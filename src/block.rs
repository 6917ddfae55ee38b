//! Fixed-capacity sorted blocks for the unrolled chain.

use smallvec::SmallVec;

use crate::arena::NodeId;

/// Maximum number of keys held by one block.
pub const BLOCK_CAPACITY: usize = 12;

/// One node of the unrolled chain: up to [`BLOCK_CAPACITY`] sorted keys.
///
/// Every key of a block is `<=` every key of the blocks after it. A block
/// whose last key is removed stays in the chain with no keys; it remembers
/// that key as its `fence` so walks and pole searches still see a separator
/// in the right place until the block is refilled or compacted away.
#[derive(Clone, Debug)]
pub(crate) struct Block<K> {
    /// Never spills: inserts into a full block carry a key out first.
    keys: SmallVec<[K; BLOCK_CAPACITY]>,
    fence: Option<K>,
    pub(crate) next: NodeId,
}

impl<K: Ord> Block<K> {
    pub(crate) fn new(next: NodeId) -> Self {
        Self {
            keys: SmallVec::new(),
            fence: None,
            next,
        }
    }

    pub(crate) fn with_key(key: K, next: NodeId) -> Self {
        let mut block = Self::new(next);
        block.keys.push(key);
        block
    }

    #[inline]
    pub(crate) fn len(&self) -> usize {
        self.keys.len()
    }

    #[inline]
    pub(crate) fn is_empty(&self) -> bool {
        self.keys.is_empty()
    }

    #[inline]
    pub(crate) fn is_full(&self) -> bool {
        self.keys.len() == BLOCK_CAPACITY
    }

    #[inline]
    pub(crate) fn keys(&self) -> &[K] {
        &self.keys
    }

    /// The keys a walk compares against: the live keys, or the fence of an
    /// emptied block.
    #[inline]
    pub(crate) fn probe(&self) -> &[K] {
        match &self.fence {
            Some(fence) if self.keys.is_empty() => std::slice::from_ref(fence),
            _ => self.keys.as_slice(),
        }
    }

    /// First live key, or the fence of an emptied block. This is the key the
    /// pole index orders blocks by.
    #[inline]
    pub(crate) fn separator(&self) -> &K {
        self.keys
            .first()
            .or(self.fence.as_ref())
            .expect("block in chain has neither keys nor fence")
    }

    /// Whether an insert walk should stop here: something in the block sorts
    /// after `key`.
    #[inline]
    pub(crate) fn exceeds(&self, key: &K) -> bool {
        self.probe().last().map_or(false, |k| k > key)
    }

    /// Whether a lookup walk can stop here. A live key `>= key` decides the
    /// lookup in this block; an emptied block only bounds it when its fence
    /// is strictly greater, since an equal key may still follow.
    #[inline]
    pub(crate) fn bounds(&self, key: &K) -> bool {
        match self.keys.last() {
            Some(last) => last >= key,
            None => self.fence.as_ref().map_or(false, |f| f > key),
        }
    }

    #[inline]
    pub(crate) fn contains(&self, key: &K) -> bool {
        self.keys.binary_search(key).is_ok()
    }

    /// Position of the first key not less than `key`.
    #[inline]
    pub(crate) fn lower_bound(&self, key: &K) -> usize {
        self.keys.iter().position(|k| k >= key).unwrap_or(self.keys.len())
    }

    /// Stores `key` into an empty block, dropping its fence.
    pub(crate) fn fill(&mut self, key: K) {
        debug_assert!(self.keys.is_empty());
        self.fence = None;
        self.keys.push(key);
    }

    /// Inserts `key` at `pos`, shifting later keys right. The block must have
    /// room.
    pub(crate) fn insert_at(&mut self, pos: usize, key: K) {
        debug_assert!(!self.is_full());
        self.keys.insert(pos, key);
    }

    /// Takes the largest key out to make room.
    pub(crate) fn pop_max(&mut self) -> K {
        self.keys.pop().expect("carrying out of an empty block")
    }

    /// Removes one occurrence of `key`. Returns false, leaving the block
    /// untouched, when the block does not hold it.
    pub(crate) fn remove(&mut self, key: &K) -> bool {
        let Some(pos) = self.keys.iter().position(|k| k == key) else {
            return false;
        };
        let removed = self.keys.remove(pos);
        if self.keys.is_empty() {
            self.fence = Some(removed);
        }
        true
    }

    /// Moves the live keys out, leaving the block empty without a fence.
    pub(crate) fn take_keys(&mut self) -> SmallVec<[K; BLOCK_CAPACITY]> {
        self.fence = None;
        std::mem::take(&mut self.keys)
    }

    /// Appends during compaction; callers keep keys ascending.
    pub(crate) fn push(&mut self, key: K) {
        debug_assert!(!self.is_full());
        debug_assert!(self.keys.last().map_or(true, |last| *last <= key));
        self.keys.push(key);
    }
}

************

• Task description
In the data above, copy every line where the string "chain" appears.

• Exercise response
//! Fixed-capacity sorted blocks for the unrolled chain.
/// One node of the unrolled chain: up to [`BLOCK_CAPACITY`] sorted keys.
/// whose last key is removed stays in the chain with no keys; it remembers
            .expect("block in chain has neither keys nor fence")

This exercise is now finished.